Analysis of crustacean species plays a role in authenticity issues as well as allergen detection. A real-time PCR-based screening assay was developed for the detection of crustaceans in food. In order to cover most relevant species in one analytical step, PCR systems were newly developed for the detection of shrimps (Penaeidae), lobster (Homarus sp.), Common shrimp (Crangon crangon), river prawns (Macrobrachium sp.) and Chinese mitten crab (Eriocheir sinensis). In addition a published system targeting Northern prawn (Pandalus borealis) was selected. All PCR-systems are based on mitochondrial 16S rRNA gene sequences and were optimized to be run with a standard program at a universal annealing temperature of 60 °C. Validation experiments confirmed a sensitivity of the PCR systems of 0.01–0.1 genome copies or 0.04–2.5 pg DNA, respectively.
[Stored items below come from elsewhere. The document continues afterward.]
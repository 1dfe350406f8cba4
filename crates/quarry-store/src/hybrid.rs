//! Merging of vector and keyword result sets for hybrid queries.
//!
//! # Precedence
//!
//! Vector results come first, each score multiplied by the semantic ratio.
//! Keyword results follow with their score left unset. When an id appears
//! in both lists only its first occurrence is kept, so a vector-derived
//! score always wins over the unscored keyword match.

use std::collections::HashSet;

use crate::document::VectorDocument;

/// Merge ranked vector results with keyword results.
///
/// # Arguments
///
/// * `vector_results` - Scored results of the vector path, best first
/// * `keyword_results` - Unscored results of the keyword path, in store order
/// * `semantic_ratio` - Weight applied to every vector score
pub fn merge_hybrid(
    vector_results: impl IntoIterator<Item = VectorDocument>,
    keyword_results: impl IntoIterator<Item = VectorDocument>,
    semantic_ratio: f32,
) -> Vec<VectorDocument> {
    let mut seen: HashSet<String> = HashSet::new();
    let mut merged = Vec::new();

    for mut document in vector_results {
        if seen.insert(document.id.clone()) {
            document.score = document.score.map(|score| score * semantic_ratio);
            merged.push(document);
        }
    }

    for mut document in keyword_results {
        if seen.insert(document.id.clone()) {
            document.score = None;
            merged.push(document);
        }
    }

    merged
}

// ============================================================================
// Tests
// ============================================================================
Specificity was demonstrated with 25,000 copies of pure genomic DNA from about thirty plant and animal species relevant in food and the performance in food matrix was evaluated. Finally primer and probes were pre-spotted steadily on 96-well PCR plates and the practical applicability of the assay was proven with selected food products. The assay enables detection of multiple species of market relevance.